Eu sempre fui um misto de menina medrosa com um resto de “oh-mas-que-será-que-vão-pensar-de-mim”? Daí que nessa eu fico num jeito de querer se soltar com dever se retrair e o resultado é esse – curtida e comprida, torta, torcida e, não raro, distorcida. Ora enchendo até derramar, ora deixando morrer por secar. Eu não sei a medida certa das coisas.
Eu tinha um amigo que toda vez que eu dizia que ia fazer qualquer coisa ele retrucava: “Duvido, você é classe média e vai ficar ai mesmo”. Meu pai nem se incomoda mais. Diz “decide aí e me avisa” e para de retornar meus telefonemas e emails, até eu aparecer com um novo plano mirabolante para mudar a vida de uma vez por todas e ser linda, magra, rica e enfrentar um dia inteiro trabalhando no sol quente sem manchar a blusa branca.
Mas nada nunca muda e realizações grandes e pequenas vão virando pacotinhos de presente não abertos espalhados nos cantinhos da sala. O telefonema que a gente deveria tomar coragem e fazer. A tentativa de beijo que morreu sufocada num “boa noite” tímido. O currículo que ficou esquecido na gaveta. Todas as viagens não-feitas, todos os livros não-lidos, os dias que você deixou para viver amanhã, amanhã, amanhã... Confessa: você também tem desses.
O desejo de faltar no trabalho, de pedir um aumento e de pedir demissão se o aumento não vier. De gritar para fora do carro quando passa pelo túnel do viaduto ou em cima da ponte olhando pro mar. De se jogar no mar de roupa e tudo, de jogar na parede e chamar de lagartixa e depois se esticar muito igual lagartixa ao sol, sorriso no rosto e olhinhos fechados de puro contentamento.
Eu quero isso tudo. Mas a maior parte dos dias eu vou trabalhar de roupa velha, me faço em tons pastel e solto uma gargalhada escandalosa pra fazer de conta que sou colorida. E volto pra casa lenta e me encolhendo que nem lagartixa no frio, meio espremida entre um e outro no ônibus lotado.

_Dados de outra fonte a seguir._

//! # Outbound Ports
//!
//! The relay hands extracted requests to a dispatcher; in production that
//! is the hub client.

use async_trait::async_trait;
use ch_03_hub_protocol::{HubClient, HubError};
use shared_types::{CrossChainRequest, HubResponse};

#[async_trait]
pub trait RequestDispatcher: Send + Sync {
    /// Deliver `request` to its destination and return the verified response.
    async fn dispatch(&self, request: &CrossChainRequest) -> Result<HubResponse, HubError>;
}

#[async_trait]
impl RequestDispatcher for HubClient {
    async fn dispatch(&self, request: &CrossChainRequest) -> Result<HubResponse, HubError> {
        HubClient::dispatch(self, request).await
    }
}
#[cfg(test)]
mod tests {
    use super::*;

    fn ledger() -> InMemoryLedger {
        let ledger = InMemoryLedger::new();
        ledger.add_chain("A", "router", "proxy");
        ledger
            .register_chaincode(&"A".into(), "fabcar", |function, args| match function {
                "QueryCar" => Ok(format!("car:{}", args.join(",")).into_bytes()),
                other => Err(format!("unknown function {other}")),
            })
            .unwrap();
        ledger
    }

    fn register_args(tx: &str, step: &str) -> Vec<Vec<u8>> {
        vec![
            b"A".to_vec(),
            b"B".to_vec(),
            tx.as_bytes().to_vec(),
            step.as_bytes().to_vec(),
            b"{}".to_vec(),
            Vec::new(),
        ]
    }

    #[tokio::test]
    async fn test_register_request_commits_block() {
        let ledger = ledger();
        let chain = ChainId::from("A");
        ledger.invoke(&chain, "router", FN_CHAINCODE_INVOKE, register_args("tx", "0")).await.unwrap();

        let block = ledger.query_block(&chain, 1).await.unwrap();
        assert_eq!(block.envelopes.len(), 1);
        assert_eq!(block.envelopes[0].args.len(), 7);
        assert_eq!(block.envelopes[0].function(), Some(FN_CHAINCODE_INVOKE.as_bytes()));
        assert!(ledger.query_block(&chain, 2).await.unwrap_err().is_not_found());
    }

    #[tokio::test]
    async fn test_duplicate_request_rejected() {
        let ledger = ledger();
        let chain = ChainId::from("A");
        ledger.invoke(&chain, "router", FN_CHAINCODE_INVOKE, register_args("tx", "0")).await.unwrap();
        let err = ledger
            .invoke(&chain, "router", FN_CHAINCODE_INVOKE, register_args("tx", "0"))
            .await
            .unwrap_err();
        assert!(matches!(err, LedgerError::InvocationFailed(_)));
        ledger.invoke(&chain, "router", FN_CHAINCODE_INVOKE, register_args("tx", "1")).await.unwrap();
        assert_eq!(ledger.height(&chain), 2);
    }

    #[tokio::test]
    async fn test_result_requires_known_request() {
        let ledger = ledger();
        let chain = ChainId::from("A");
        let result_args = |tx: &str| {
            vec![
                b"A".to_vec(),
                b"B".to_vec(),
                tx.as_bytes().to_vec(),
                b"0".to_vec(),
                b"payload".to_vec(),
                vec![0xaa],
                Vec::new(),
            ]
        };
        assert!(ledger
            .invoke(&chain, "router", FN_CHAINCODE_INVOKE_RESULT, result_args("tx"))
            .await
            .is_err());

        ledger.invoke(&chain, "router", FN_CHAINCODE_INVOKE, register_args("tx", "0")).await.unwrap();
        ledger.invoke(&chain, "router", FN_CHAINCODE_INVOKE_RESULT, result_args("tx")).await.unwrap();

        let recorded = ledger.recorded_result(&chain, "tx", "0").unwrap();
        assert_eq!(recorded.payload, "payload");
        assert_eq!(recorded.signer, "aa");

        let query = ledger
            .invoke(&chain, "router", FN_QUERY_INVOKE_RESULT, vec![b"tx".to_vec(), b"0".to_vec()])
            .await
            .unwrap();
        assert!(!query.payload.is_empty());
    }

    #[tokio::test]
    async fn test_proxy_forwards_and_honours_lock() {
        let ledger = ledger();
        let chain = ChainId::from("A");
        let args = vec![b"fabcar".to_vec(), b"QueryCar".to_vec(), br#"["CAR1"]"#.to_vec()];

        let response = ledger.invoke(&chain, "proxy", FN_NO_TRANSACTION_CALL, args.clone()).await.unwrap();
        assert_eq!(response.payload, b"car:CAR1".to_vec());

        ledger.lock_resource(&chain, "fabcar", "xa-1").unwrap();
        let err = ledger.invoke(&chain, "proxy", FN_NO_TRANSACTION_CALL, args.clone()).await.unwrap_err();
        assert!(err.to_string().contains("xa-1"));

        ledger.unlock_resource(&chain, "fabcar").unwrap();
        assert!(ledger.invoke(&chain, "proxy", FN_NO_TRANSACTION_CALL, args).await.is_ok());
    }

    #[tokio::test]
    async fn test_injected_failures() {
        let ledger = ledger();
        let chain = ChainId::from("A");
        ledger.append_block(&chain, vec![]).unwrap();
        ledger.fail_next_queries(&chain, 1);
        assert!(matches!(
            ledger.query_block(&chain, 1).await,
            Err(LedgerError::Unavailable(_))
        ));
        assert!(ledger.query_block(&chain, 1).await.is_ok());

        ledger.fail_next_invokes(&chain, 1);
        assert!(ledger.invoke(&chain, "audit", "Record", vec![]).await.is_err());
        assert!(ledger.invoke(&chain, "audit", "Record", vec![]).await.is_ok());
        assert_eq!(ledger.invocations(&chain).len(), 1);
    }

    #[tokio::test]
    async fn test_blocks_are_hash_linked() {
        let ledger = ledger();
        let chain = ChainId::from("A");
        let first = ledger.append_block(&chain, vec![]).unwrap();
        let second = ledger.append_block(&chain, vec![]).unwrap();
        assert_eq!(second.previous_hash, first.hash);
        assert_ne!(first.hash, second.hash);
    }

    #[tokio::test]
    async fn test_unknown_chain() {
        let ledger = ledger();
        assert!(matches!(
            ledger.query_block(&"Z".into(), 1).await,
            Err(LedgerError::UnknownChain(_))
        ));
    }
}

Daí que eu quero fazer um trato de fazer tudo que der na veneta. Mas pra você, não pra mim. Sair e encher a cara, fazer a viagem dos sonhos, tirar umas férias e aproveitar a vida, se permitir engordar, e mais: se permitir não querer emagrecer porque dá muito trabalho. Falar montes de besteiras e dizer verdades sem pensar e contar piadas politicamente incorretas. Anda, começou agora, levanta, passa um gel no cabelo, põe um sapato novo e sai pra vida!
Vai, pra bem longe, anda, o que é que você ainda está fazendo aqui lendo?
Quanto a mim... vai indo que eu vou já. Sabe como é, ainda estou morrendo de medo e considerando a hipótese.